• Exercise instructions: Your answer must be a single number: the count of lines in the entries below that hold "RunOutcome".

• Excerpted data:
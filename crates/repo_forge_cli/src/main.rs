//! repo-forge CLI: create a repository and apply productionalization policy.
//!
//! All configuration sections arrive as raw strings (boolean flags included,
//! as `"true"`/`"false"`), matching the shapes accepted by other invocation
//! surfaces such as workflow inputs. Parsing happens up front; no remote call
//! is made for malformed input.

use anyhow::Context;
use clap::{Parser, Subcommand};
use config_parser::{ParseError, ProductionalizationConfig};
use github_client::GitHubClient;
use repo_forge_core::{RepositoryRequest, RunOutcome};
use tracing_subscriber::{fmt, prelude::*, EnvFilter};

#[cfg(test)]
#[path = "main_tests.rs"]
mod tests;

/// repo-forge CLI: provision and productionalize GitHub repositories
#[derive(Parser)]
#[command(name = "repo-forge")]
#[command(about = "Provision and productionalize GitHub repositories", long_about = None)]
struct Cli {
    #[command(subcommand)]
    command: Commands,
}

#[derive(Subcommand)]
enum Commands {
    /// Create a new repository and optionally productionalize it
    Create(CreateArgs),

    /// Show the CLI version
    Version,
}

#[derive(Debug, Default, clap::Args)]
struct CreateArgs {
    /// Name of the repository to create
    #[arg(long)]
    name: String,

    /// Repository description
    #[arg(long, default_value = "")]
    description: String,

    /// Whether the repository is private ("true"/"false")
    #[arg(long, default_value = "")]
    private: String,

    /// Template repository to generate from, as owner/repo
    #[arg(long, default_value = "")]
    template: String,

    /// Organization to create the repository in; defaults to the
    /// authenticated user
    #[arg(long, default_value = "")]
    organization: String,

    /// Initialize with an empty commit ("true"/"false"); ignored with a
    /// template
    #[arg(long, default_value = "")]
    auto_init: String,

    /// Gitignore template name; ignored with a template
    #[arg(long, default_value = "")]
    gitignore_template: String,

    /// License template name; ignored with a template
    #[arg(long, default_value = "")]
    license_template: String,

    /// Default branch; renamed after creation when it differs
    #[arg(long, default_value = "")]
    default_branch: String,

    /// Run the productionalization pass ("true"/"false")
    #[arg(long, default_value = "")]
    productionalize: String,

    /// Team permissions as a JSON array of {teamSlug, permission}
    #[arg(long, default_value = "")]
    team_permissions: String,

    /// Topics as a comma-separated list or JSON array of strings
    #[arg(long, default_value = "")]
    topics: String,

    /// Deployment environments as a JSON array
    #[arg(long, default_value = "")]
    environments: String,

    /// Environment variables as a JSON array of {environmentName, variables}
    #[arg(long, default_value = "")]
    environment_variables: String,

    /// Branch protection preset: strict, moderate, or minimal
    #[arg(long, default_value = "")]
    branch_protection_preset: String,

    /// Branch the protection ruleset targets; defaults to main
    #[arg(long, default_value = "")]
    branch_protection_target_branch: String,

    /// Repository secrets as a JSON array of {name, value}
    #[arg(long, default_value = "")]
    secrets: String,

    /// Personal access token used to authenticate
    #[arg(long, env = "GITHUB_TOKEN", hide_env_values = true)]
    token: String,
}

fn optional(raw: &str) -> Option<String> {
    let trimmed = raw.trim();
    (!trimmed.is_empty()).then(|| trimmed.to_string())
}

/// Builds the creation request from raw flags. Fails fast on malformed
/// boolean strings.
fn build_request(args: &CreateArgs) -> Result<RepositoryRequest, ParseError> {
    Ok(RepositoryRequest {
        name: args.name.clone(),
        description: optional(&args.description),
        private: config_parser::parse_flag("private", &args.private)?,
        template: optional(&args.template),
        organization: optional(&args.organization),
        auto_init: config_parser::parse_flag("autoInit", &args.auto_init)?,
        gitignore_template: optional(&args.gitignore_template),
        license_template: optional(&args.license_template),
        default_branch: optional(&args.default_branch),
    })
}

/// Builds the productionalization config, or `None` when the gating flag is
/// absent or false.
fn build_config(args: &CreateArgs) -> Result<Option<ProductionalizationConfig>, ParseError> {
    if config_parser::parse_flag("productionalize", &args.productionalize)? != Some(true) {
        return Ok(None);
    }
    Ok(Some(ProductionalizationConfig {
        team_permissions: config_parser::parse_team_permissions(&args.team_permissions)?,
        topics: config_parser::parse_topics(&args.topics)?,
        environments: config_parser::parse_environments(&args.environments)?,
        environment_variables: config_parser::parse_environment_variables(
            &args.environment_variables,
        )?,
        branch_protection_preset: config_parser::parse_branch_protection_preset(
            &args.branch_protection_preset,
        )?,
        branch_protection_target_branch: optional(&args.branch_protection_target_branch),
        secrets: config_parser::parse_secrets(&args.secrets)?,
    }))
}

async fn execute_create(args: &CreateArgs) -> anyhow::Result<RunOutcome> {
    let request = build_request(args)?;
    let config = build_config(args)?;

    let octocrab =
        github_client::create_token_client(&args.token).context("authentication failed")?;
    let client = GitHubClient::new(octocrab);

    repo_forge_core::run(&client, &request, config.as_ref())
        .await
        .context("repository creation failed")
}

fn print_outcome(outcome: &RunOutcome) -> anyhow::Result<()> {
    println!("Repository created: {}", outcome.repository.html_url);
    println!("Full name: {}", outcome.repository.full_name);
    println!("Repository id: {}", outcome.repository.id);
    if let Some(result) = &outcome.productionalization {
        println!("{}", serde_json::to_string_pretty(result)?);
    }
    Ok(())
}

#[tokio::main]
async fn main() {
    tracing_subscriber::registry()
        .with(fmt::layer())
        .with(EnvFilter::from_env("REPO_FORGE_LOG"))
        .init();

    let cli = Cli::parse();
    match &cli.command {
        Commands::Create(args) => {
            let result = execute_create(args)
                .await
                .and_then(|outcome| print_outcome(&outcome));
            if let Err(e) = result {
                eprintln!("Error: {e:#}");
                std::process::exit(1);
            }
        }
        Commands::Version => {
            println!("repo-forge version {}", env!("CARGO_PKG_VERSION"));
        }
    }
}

• Exercise response: 3